I've debugged into the issue and gathered these breadcrumbs:
- We are using a JdbcStringBasedStore against a Postgres database.
- We take the Postgres database offline (can be simulated easily, see take-store-offline.txt for reference).
- Keycloak makes request #0 for key K to the store. This produces a trace log like shown in log-request-0.txt.
- We take the Postgres database back online (see take-store-online.txt).
- Keycloak makes request #1 for key K to the store. This produces a trace log like shown in log-request-1.txt. Especially interesting is the line containing "Piggybacking". This request will never finish.
- Further requests for key K will just piggyback over and over again. These requests will also never finish.
I think the problem boils down to this chain of events in Infinispan:
- Request #0 for key K arrives
- The GetCacheEntryCommand is processed.
- The cache loader interceptor adds the request to its pendingLoads here.
- The cache loader interceptor calls loadAndStoreInDataContainer.

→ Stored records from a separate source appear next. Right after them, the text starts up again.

use crate::SimError;
use crate::convergence::{
    ConvergenceController, ConvergenceSettings, max_relative_error, relative_error,
};
use crate::csma::CsmaParams;
use crate::metrics::{Metric, RunResult};
use crate::queue::QueueParams;
use crate::scenario::Scenario;
use crate::sim::SimTime;

fn result(pairs: &[(Metric, f64)]) -> RunResult {
    let mut r = RunResult::new();
    for (m, v) in pairs {
        r.set(*m, Some(*v));
    }
    r
}

/// Slow line so a few thousand arrivals cover a long horizon.
fn slow_mm1(rho: f64) -> Scenario {
    let mut p = QueueParams::mm1(rho);
    p.line_rate_bps = 10_000.0;
    Scenario::Queue(p)
}

fn settings(start: f64, threshold: f64, max_rounds: u32, seed: u64) -> ConvergenceSettings {
    ConvergenceSettings {
        start_horizon: SimTime(start),
        threshold,
        max_rounds,
        seed: Some(seed),
        ..ConvergenceSettings::default()
    }
}

#[test]
fn relative_error_cases() {
    assert_eq!(relative_error(0.5, 0.5), 0.0);
    assert_eq!(relative_error(0.0, 0.0), 1.0);
    assert_eq!(relative_error(0.3, 0.0), 0.0);
    assert!((relative_error(1.1, 1.0) - 0.1).abs() < 1e-12);
    assert!((relative_error(0.9, 1.0) - 0.1).abs() < 1e-12);
}

#[test]
fn max_relative_error_skips_undefined_and_all_zero_metrics() {
    let prev = result(&[
        (Metric::AvgQueueLength, 2.0),
        (Metric::DropProbability, 0.0),
        (Metric::IdleProbability, 0.4),
    ]);
    let cur = result(&[
        (Metric::AvgQueueLength, 2.2),
        (Metric::DropProbability, 0.0),
    ]);
    let e = max_relative_error(&cur, &prev).expect("comparable");
    assert!((e - 0.1).abs() < 1e-12, "e={e}");

    let only_zero = result(&[(Metric::DropProbability, 0.0)]);
    assert_eq!(max_relative_error(&only_zero, &only_zero), None);
    assert_eq!(max_relative_error(&RunResult::new(), &prev), None);
}

#[test]
fn metric_leaving_a_zero_baseline_does_not_block_convergence() {
    // first drop in a large buffer: 0 -> 1e-7
    let prev = result(&[
        (Metric::AvgQueueLength, 1.0),
        (Metric::DropProbability, 0.0),
    ]);
    let cur = result(&[
        (Metric::AvgQueueLength, 1.01),
        (Metric::DropProbability, 1e-7),
    ]);
    let e = max_relative_error(&cur, &prev).expect("comparable");
    assert!((e - 0.01).abs() < 1e-12, "e={e}");

    let only_drop_prev = result(&[(Metric::DropProbability, 0.0)]);
    let only_drop_cur = result(&[(Metric::DropProbability, 1e-7)]);
    assert_eq!(max_relative_error(&only_drop_cur, &only_drop_prev), Some(0.0));
}

#[test]
fn controller_rejects_invalid_setup_before_running() {
    let ok = settings(10.0, 0.05, 4, 1);
    assert!(matches!(
        ConvergenceController::new(vec![], ok.clone()),
        Err(SimError::InvalidConfig(_))
    ));
    assert!(ConvergenceController::new(vec![slow_mm1(0.5)], settings(10.0, 0.05, 1, 1)).is_err());
    assert!(ConvergenceController::new(vec![slow_mm1(0.5)], settings(0.0, 0.05, 4, 1)).is_err());
    assert!(ConvergenceController::new(vec![slow_mm1(0.5)], settings(10.0, 0.0, 4, 1)).is_err());
    assert!(
        ConvergenceController::new(vec![Scenario::Queue(QueueParams::mm1k(0.5, 0))], ok.clone())
            .is_err()
    );
    assert!(
        ConvergenceController::new(vec![Scenario::Csma(CsmaParams::new(0, 12.0, true))], ok)
            .is_err()
    );
}

#[test]
fn first_round_is_baseline_and_horizon_doubles() {
    let ctl = ConvergenceController::new(
        vec![slow_mm1(0.5), slow_mm1(0.7)],
        settings(500.0, 1e-12, 3, 4),
    )
    .expect("controller");
    let outcome = ctl.run().expect("run");

    assert!(!outcome.converged);
    assert_eq!(outcome.rounds.len(), 3);
    let first = &outcome.rounds[0];
    assert_eq!(first.max_error, None);
    assert!(first.configs.iter().all(|c| c.error.is_none()));

    let horizons: Vec<f64> = outcome.rounds.iter().map(|r| r.horizon).collect();
    assert_eq!(horizons, vec![500.0, 1_000.0, 2_000.0]);
    assert_eq!(outcome.final_horizon(), Some(2_000.0));
    for r in &outcome.rounds[1..] {
        assert!(r.max_error.is_some());
        assert_eq!(r.configs.len(), 2);
        assert_eq!(r.configs[0].label, "rho=0.50 K=inf");
        assert_eq!(r.configs[1].label, "rho=0.70 K=inf");
    }
}

#[test]
fn loose_threshold_converges_on_second_round() {
    let ctl = ConvergenceController::new(vec![slow_mm1(0.5)], settings(500.0, 10.0, 6, 8))
        .expect("controller");
    let outcome = ctl.run().expect("run");
    assert!(outcome.converged);
    assert_eq!(outcome.rounds.len(), 2);
}

#[test]
fn stable_queue_converges_within_round_ceiling() {
    let ctl = ConvergenceController::new(
        vec![slow_mm1(0.3), slow_mm1(0.5)],
        settings(2_000.0, 0.1, 8, 21),
    )
    .expect("controller");

    let mut observed = Vec::new();
    let outcome = ctl
        .run_with(|r| observed.push(r.round))
        .expect("run");

    assert!(outcome.converged);
    assert!(outcome.rounds.len() >= 2);
    let last = outcome.last().expect("rounds");
    assert!(last.max_error.expect("compared") <= 0.1);
    let expected: Vec<u32> = (0..outcome.rounds.len() as u32).collect();
    assert_eq!(observed, expected);
}

#[test]
fn seeded_study_is_reproducible_regardless_of_worker_scheduling() {
    let scenarios = vec![
        slow_mm1(0.4),
        Scenario::Queue(QueueParams::mm1k(1.2, 10)),
        Scenario::Csma(CsmaParams::new(6, 10.0, true)),
    ];
    let run = || {
        ConvergenceController::new(scenarios.clone(), settings(2.0, 1e-12, 2, 77))
            .expect("controller")
            .run()
            .expect("run")
    };
    let a = run();
    let b = run();
    for (ra, rb) in a.rounds.iter().zip(&b.rounds) {
        for (ca, cb) in ra.configs.iter().zip(&rb.configs) {
            assert_eq!(ca.result, cb.result);
        }
    }
}

#[test]
fn doubling_stops_before_a_round_exceeds_the_event_budget() {
    // slow_mm1(0.5): λ = 2.5/s, α = 12.5/s, about 17.5 events per second
    let mut s = settings(100.0, 1e-12, 12, 3);
    s.max_events_per_run = 5_000.0;
    let outcome = ConvergenceController::new(vec![slow_mm1(0.5)], s.clone())
        .expect("controller")
        .run()
        .expect("run");

    assert!(!outcome.converged);
    let horizons: Vec<f64> = outcome.rounds.iter().map(|r| r.horizon).collect();
    assert_eq!(horizons, vec![100.0, 200.0]);

    s.start_horizon = SimTime(1_000.0);
    assert!(matches!(
        ConvergenceController::new(vec![slow_mm1(0.5)], s.clone()),
        Err(SimError::InvalidConfig(_))
    ));
    s.max_events_per_run = 0.0;
    assert!(s.validate().is_err());
}

#[test]
fn preset_studies_fit_the_default_event_budget_at_the_start_horizon() {
    use crate::study::StudySpec;
    for spec in [StudySpec::mm1(), StudySpec::mm1k(), StudySpec::csma(true)] {
        let scenarios = spec.scenarios().expect("scenarios");
        assert!(ConvergenceController::new(scenarios, spec.settings()).is_ok());
    }
}

#[test]
fn default_settings_match_study_constants() {
    let d = ConvergenceSettings::default();
    assert_eq!(d.start_horizon, SimTime(1_000.0));
    assert_eq!(d.threshold, 0.05);
    assert!(d.max_rounds >= 2);
    assert_eq!(d.seed, None);
    assert!(d.validate().is_ok());
}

- ln turn this executes loadFromAllStores.
- Within this function checkStoreAvailability is called.
- This raises a StoreUnavailableException here.
- The exception travels back up the stack until we are here again.
- The call to finishLoadInContext here or here is never scheduled, because the exception is just travelling further up the stack.
- Because finishLoadInContext is never executed, the command is never removed from the pendingLoads here.
- At this point request #0 finishes and returns an exception back to the calling client.
- Request #1 for key K arrives
- The command is processed again.
- This time pendingLoads actually contains an element, because this was never cleared in request #0.
- As a consequence this part of the code is executed.
- The piggybacking message will be printed and the piggy backing happens.
- Problem happened
- The pending load from request #0 will never finish, because the exception happened and pendingLoads was not cleared when it happend.
- Request #1 will never finish, because it's just piggybacked on the result from request #0 that never materialize.
- On the Keycloak/Infinispan client side threads start to hang indefinitely (timeout 1 day), because they are waiting for any of the commands to finish.
- Server runs into complete blockage.
I am available in Zulip.